Before entering the sauna, take off your swimsuit.
You can cover your body with a towel for the duration of the session.
Remember your comfort and well-being first.
Regular sauna users may stay in the cabin longer, while newcomers will probably want to leave a bit earlier.
First, take a shower and dry yourself with a towel.
Dry skin sweats faster. A warm foot bath before the sauna will additionally stimulate sweating. You can pour warm water over your feet.
Set aside enough time for the sauna.
A full cycle lasts about 2 hours and is primarily intended for your relaxation. Rushing through the sauna will strain your body. You should not come to the sauna when you are hungry or with a full stomach.
In the sauna, spread a towel under your entire body.
The stay should be short - 8-15 minutes is enough. Spend the last 2 minutes in a sitting position to accustom your circulation to an upright posture.
After sauna, go out to the terrace, cool off in the fresh air - your body needs oxygen.
Only then cool down in the shower (it is best to pour water from head to toe).
After cooling down, a warm foot bath will create a blissful feeling.
This way, the temperature in the body is fully balanced. Reusing cold water strengthens the blood vessels and increases immunity.
Take a short break to rest.
This break should not be shorter than the sauna session. Be guided by your comfort.
Drinking is not recommended during sauna.
Drinking greatly reduces the effect of body cleansing.
Subsequent visits to the sauna should be the same as the first.

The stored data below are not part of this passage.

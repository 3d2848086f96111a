//! Drives an RGB seven-segment clock chain from a Linux SPI device.

mod bus;
mod clock;

use std::path::PathBuf;
use std::thread::sleep;

use anyhow::anyhow;
use clap::Parser;
use log::{info, warn};
use segment_clock_composer::{
    BusConfig, CLOCK_TOPOLOGY, DisplayIntent, Duration, FrameScheduler, FrameSink, IntentChannel,
    SchedulerConfig, SpiDeviceSink, TICK_INTERVAL, blank_frame, color::DEFAULT_WAVE_LEN,
};

use crate::clock::LocalClock;

/// Intent channel size
const INTENT_CHANNEL_SIZE: usize = 4;

/// Intents for the render loop
static INTENTS: IntentChannel<INTENT_CHANNEL_SIZE> = IntentChannel::new();

#[derive(Debug, Parser)]
#[command(about = "Show the time on an SPI chain of RGB seven-segment digits")]
struct Args {
    /// spidev node the chain is attached to
    #[arg(long, default_value = "/dev/spidev0.0")]
    device: PathBuf,

    /// Turn every segment off and exit
    #[arg(long)]
    blank: bool,

    /// Show fixed text instead of the time
    #[arg(long, conflicts_with = "blank")]
    text: Option<String>,
}

fn main() -> anyhow::Result<()> {
    env_logger::Builder::from_env(env_logger::Env::default().default_filter_or("info")).init();
    let args = Args::parse();

    let bus = BusConfig::DEFAULT;
    let device = bus::open(&args.device, &bus)?;
    let mut sink = SpiDeviceSink::new(device, &bus);

    if args.blank {
        sink.transmit(&blank_frame(CLOCK_TOPOLOGY))?;
        info!("display blanked");
        return Ok(());
    }

    if let Some(text) = &args.text {
        INTENTS
            .sender()
            .try_send(DisplayIntent::text(text)?)
            .map_err(|_| anyhow!("intent channel full"))?;
    }

    let mut scheduler: FrameScheduler<'_, _, _, DEFAULT_WAVE_LEN, INTENT_CHANNEL_SIZE> =
        FrameScheduler::new(sink, LocalClock, INTENTS.receiver(), &SchedulerConfig::default());

    info!("rendering {} digits", CLOCK_TOPOLOGY.digits());
    loop {
        match scheduler.tick() {
            Ok(result) if result.stopped => break,
            Ok(result) => pause(result.sleep_duration),
            Err(err) => {
                warn!("tick skipped: {err}");
                pause(TICK_INTERVAL);
            }
        }
    }
    Ok(())
}

fn pause(duration: Duration) {
    sleep(std::time::Duration::from_micros(duration.as_micros()));
}
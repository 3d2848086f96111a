//! Frame assembly
//!
//! A frame is the complete byte payload for one tick: every digit's seven
//! segments followed by the separator dots, three bytes each, in wiring
//! order. Brightness is applied last, to the whole payload.

use heapless::Vec;

use crate::color::{ColorWave, DOT_LIT, OFF, Rgb};
use crate::digit;
use crate::error::{Error, Result};
use crate::filter::DayNightBrightness;
use crate::glyph::{self, BLANK};
use crate::phase::ScrollPhase;
use crate::segment::{DIGIT_BYTES, SEGMENT_COUNT, SegmentMask};
use crate::time::{BlinkRule, TimeOfDay};

/// Largest supported digit count.
pub const MAX_DIGITS: usize = 8;

/// Largest supported separator-dot count.
pub const MAX_DOTS: usize = 8;

/// Size of the frame buffer.
pub const MAX_FRAME_BYTES: usize = MAX_DIGITS * DIGIT_BYTES + MAX_DOTS * 3;

/// Frame payload
pub type Frame = Vec<u8, MAX_FRAME_BYTES>;

/// Number of digits and dots on the chain
#[derive(Debug, Clone, Copy, PartialEq, Eq)]
pub struct Topology {
    digits: usize,
    dots: usize,
}

/// Six-digit `HH:MM:SS` clock with four separator dots
pub const CLOCK_TOPOLOGY: Topology = Topology { digits: 6, dots: 4 };

impl Default for Topology {
    fn default() -> Self {
        CLOCK_TOPOLOGY
    }
}

impl Topology {
    pub const fn new(digits: usize, dots: usize) -> Result<Self> {
        if digits > MAX_DIGITS || dots > MAX_DOTS {
            return Err(Error::TopologyTooLarge { digits, dots });
        }
        Ok(Self { digits, dots })
    }

    pub const fn digits(self) -> usize {
        self.digits
    }

    pub const fn dots(self) -> usize {
        self.dots
    }

    /// Byte length of every frame for this topology
    pub const fn frame_len(self) -> usize {
        self.digits * DIGIT_BYTES + self.dots * 3
    }
}

/// All-dark frame for the topology
pub fn blank_frame(topology: Topology) -> Frame {
    core::iter::repeat_n(0, topology.frame_len()).collect()
}

/// Builds frames from the time of day or from text
#[derive(Debug, Clone, Copy, Default)]
pub struct FrameAssembler {
    topology: Topology,
    brightness: DayNightBrightness,
    blink: BlinkRule,
}

impl FrameAssembler {
    pub fn new(topology: Topology) -> Self {
        Self {
            topology,
            ..Self::default()
        }
    }

    /// Set the day/night brightness rule
    #[must_use]
    pub fn with_brightness(mut self, brightness: DayNightBrightness) -> Self {
        self.brightness = brightness;
        self
    }

    /// Set the dot blink rule
    #[must_use]
    pub fn with_blink(mut self, blink: BlinkRule) -> Self {
        self.blink = blink;
        self
    }

    pub const fn topology(&self) -> Topology {
        self.topology
    }

    /// Assemble the clock face for `now`
    ///
    /// Digits beyond `HH MM SS` are left blank.
    pub fn assemble<const N: usize>(
        &self,
        now: TimeOfDay,
        phase: ScrollPhase,
        wave: &ColorWave<N>,
    ) -> Result<Frame> {
        let values = now.digits();
        let mut frame = Frame::new();

        for position in 0..self.topology.digits {
            let mask = match values.get(position) {
                Some(value) => glyph::digit(*value)?,
                None => BLANK,
            };
            self.push_digit(&mut frame, position, &mask, phase, wave)?;
        }
        self.push_dots(&mut frame, self.blink.dots_lit(now))?;

        self.brightness.at(now.hour()).apply(&mut frame);
        Ok(frame)
    }

    /// Assemble a text face
    ///
    /// Text is left-aligned, padded with blanks and cut at the digit count.
    /// Dots stay dark. `now` only selects the brightness.
    pub fn assemble_text<const N: usize>(
        &self,
        text: &str,
        now: TimeOfDay,
        phase: ScrollPhase,
        wave: &ColorWave<N>,
    ) -> Result<Frame> {
        let mut symbols = text.chars();
        let mut frame = Frame::new();

        for position in 0..self.topology.digits {
            let mask = match symbols.next() {
                Some(symbol) => glyph::lookup(symbol)?,
                None => BLANK,
            };
            self.push_digit(&mut frame, position, &mask, phase, wave)?;
        }
        self.push_dots(&mut frame, false)?;

        self.brightness.at(now.hour()).apply(&mut frame);
        Ok(frame)
    }

    fn push_digit<const N: usize>(
        &self,
        frame: &mut Frame,
        position: usize,
        mask: &SegmentMask,
        phase: ScrollPhase,
        wave: &ColorWave<N>,
    ) -> Result<()> {
        let mut colors = [OFF; SEGMENT_COUNT];
        for (segment, color) in colors.iter_mut().enumerate() {
            *color = wave.sample(phase.wave_index(position, segment));
        }

        let bytes = digit::render(mask, &colors)?;
        frame
            .extend_from_slice(&bytes)
            .map_err(|()| self.overflow())
    }

    fn push_dots(&self, frame: &mut Frame, lit: bool) -> Result<()> {
        let color: Rgb = if lit { DOT_LIT } else { OFF };
        for _ in 0..self.topology.dots {
            frame
                .extend_from_slice(&[color.r, color.g, color.b])
                .map_err(|()| self.overflow())?;
        }
        Ok(())
    }

    const fn overflow(&self) -> Error {
        Error::TopologyTooLarge {
            digits: self.topology.digits,
            dots: self.topology.dots,
        }
    }
}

Three consecutive visits will be enough to achieve the desired health goals. The next ones will not result in an increase in the impact of the sauna on the body.
A sauna session is for physical relaxation and mental relief.
To maintain the healing properties, you should refrain from sports activities after and during sauna. However, a massage between sauna visits or immediately after them can further enhance its relaxing effect.